■ WORK REQUIRED
Check every line of the data below for the string "Uuid", and copy the ones that hold it.

■ MATERIAL TO PROCESS
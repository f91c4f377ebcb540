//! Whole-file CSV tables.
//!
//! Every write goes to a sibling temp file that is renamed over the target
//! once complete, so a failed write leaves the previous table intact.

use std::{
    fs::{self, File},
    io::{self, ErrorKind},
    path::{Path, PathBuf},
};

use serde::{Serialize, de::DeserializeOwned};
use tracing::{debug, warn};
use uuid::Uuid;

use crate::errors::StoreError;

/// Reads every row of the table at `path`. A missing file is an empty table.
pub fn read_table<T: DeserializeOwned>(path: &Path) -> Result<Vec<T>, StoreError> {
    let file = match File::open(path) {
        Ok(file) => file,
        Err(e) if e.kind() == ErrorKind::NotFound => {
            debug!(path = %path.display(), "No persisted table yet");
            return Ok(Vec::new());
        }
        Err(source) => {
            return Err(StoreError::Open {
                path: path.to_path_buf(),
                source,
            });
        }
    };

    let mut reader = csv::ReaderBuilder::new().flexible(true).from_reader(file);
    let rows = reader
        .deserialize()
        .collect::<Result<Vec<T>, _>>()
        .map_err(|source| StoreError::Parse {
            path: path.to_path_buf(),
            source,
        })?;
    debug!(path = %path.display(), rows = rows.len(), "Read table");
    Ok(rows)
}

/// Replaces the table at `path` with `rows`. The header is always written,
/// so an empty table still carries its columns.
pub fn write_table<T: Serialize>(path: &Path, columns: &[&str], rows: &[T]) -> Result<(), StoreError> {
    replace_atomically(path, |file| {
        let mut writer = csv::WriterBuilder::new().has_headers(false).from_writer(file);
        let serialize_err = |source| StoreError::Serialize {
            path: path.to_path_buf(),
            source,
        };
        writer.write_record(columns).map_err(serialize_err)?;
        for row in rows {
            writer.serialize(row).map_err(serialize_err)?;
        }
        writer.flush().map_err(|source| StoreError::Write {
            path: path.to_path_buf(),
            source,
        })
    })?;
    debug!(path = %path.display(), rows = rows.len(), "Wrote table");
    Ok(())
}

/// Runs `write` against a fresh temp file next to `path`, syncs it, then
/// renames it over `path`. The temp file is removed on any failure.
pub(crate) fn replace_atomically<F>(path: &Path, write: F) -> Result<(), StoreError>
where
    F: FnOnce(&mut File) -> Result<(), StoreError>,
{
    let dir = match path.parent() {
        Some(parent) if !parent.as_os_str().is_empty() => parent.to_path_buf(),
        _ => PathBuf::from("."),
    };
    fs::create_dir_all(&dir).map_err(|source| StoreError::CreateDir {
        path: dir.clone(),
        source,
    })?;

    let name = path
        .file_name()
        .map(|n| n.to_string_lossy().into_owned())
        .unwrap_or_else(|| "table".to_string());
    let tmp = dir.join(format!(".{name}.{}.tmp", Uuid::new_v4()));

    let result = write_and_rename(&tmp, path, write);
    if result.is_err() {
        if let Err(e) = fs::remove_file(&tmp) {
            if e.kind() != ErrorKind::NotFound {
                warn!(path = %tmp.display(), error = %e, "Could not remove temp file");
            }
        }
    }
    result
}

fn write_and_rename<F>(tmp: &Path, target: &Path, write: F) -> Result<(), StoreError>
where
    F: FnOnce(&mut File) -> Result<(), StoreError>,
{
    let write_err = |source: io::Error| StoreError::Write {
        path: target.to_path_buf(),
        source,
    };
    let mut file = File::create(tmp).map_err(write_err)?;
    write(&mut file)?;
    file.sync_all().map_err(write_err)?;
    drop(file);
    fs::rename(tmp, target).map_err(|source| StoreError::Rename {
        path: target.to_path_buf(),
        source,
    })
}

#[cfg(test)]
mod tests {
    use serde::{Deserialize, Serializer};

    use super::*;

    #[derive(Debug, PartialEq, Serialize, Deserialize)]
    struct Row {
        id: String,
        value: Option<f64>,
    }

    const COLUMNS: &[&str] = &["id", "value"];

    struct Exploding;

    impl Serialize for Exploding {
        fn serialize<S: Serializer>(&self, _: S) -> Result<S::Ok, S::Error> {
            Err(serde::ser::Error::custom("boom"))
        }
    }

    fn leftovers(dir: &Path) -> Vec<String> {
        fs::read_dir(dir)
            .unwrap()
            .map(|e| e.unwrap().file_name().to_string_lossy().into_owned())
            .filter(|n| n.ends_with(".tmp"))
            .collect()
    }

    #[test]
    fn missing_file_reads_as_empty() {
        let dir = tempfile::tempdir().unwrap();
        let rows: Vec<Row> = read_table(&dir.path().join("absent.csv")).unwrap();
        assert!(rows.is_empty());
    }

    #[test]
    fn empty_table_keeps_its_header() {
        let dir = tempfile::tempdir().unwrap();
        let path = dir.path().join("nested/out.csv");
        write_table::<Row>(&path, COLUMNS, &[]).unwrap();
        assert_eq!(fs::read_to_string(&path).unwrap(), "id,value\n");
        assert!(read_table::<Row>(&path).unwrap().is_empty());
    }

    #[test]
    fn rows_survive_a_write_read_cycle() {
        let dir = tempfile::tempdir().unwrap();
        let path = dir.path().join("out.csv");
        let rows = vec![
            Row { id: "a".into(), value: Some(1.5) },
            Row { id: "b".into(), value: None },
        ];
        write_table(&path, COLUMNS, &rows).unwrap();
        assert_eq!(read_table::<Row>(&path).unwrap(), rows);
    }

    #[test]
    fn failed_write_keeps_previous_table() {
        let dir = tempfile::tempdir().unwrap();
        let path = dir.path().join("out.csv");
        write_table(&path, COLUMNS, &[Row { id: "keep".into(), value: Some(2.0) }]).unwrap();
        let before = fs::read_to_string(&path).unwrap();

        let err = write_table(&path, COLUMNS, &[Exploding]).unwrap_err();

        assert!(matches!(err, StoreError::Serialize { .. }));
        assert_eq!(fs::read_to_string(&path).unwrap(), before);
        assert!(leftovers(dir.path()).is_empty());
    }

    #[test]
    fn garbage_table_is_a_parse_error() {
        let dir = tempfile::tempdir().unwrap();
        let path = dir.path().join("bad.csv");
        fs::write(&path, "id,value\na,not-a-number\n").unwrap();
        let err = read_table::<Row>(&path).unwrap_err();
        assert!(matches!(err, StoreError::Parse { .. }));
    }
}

■ FINISHED TASK
use uuid::Uuid;
    let tmp = dir.join(format!(".{name}.{}.tmp", Uuid::new_v4()));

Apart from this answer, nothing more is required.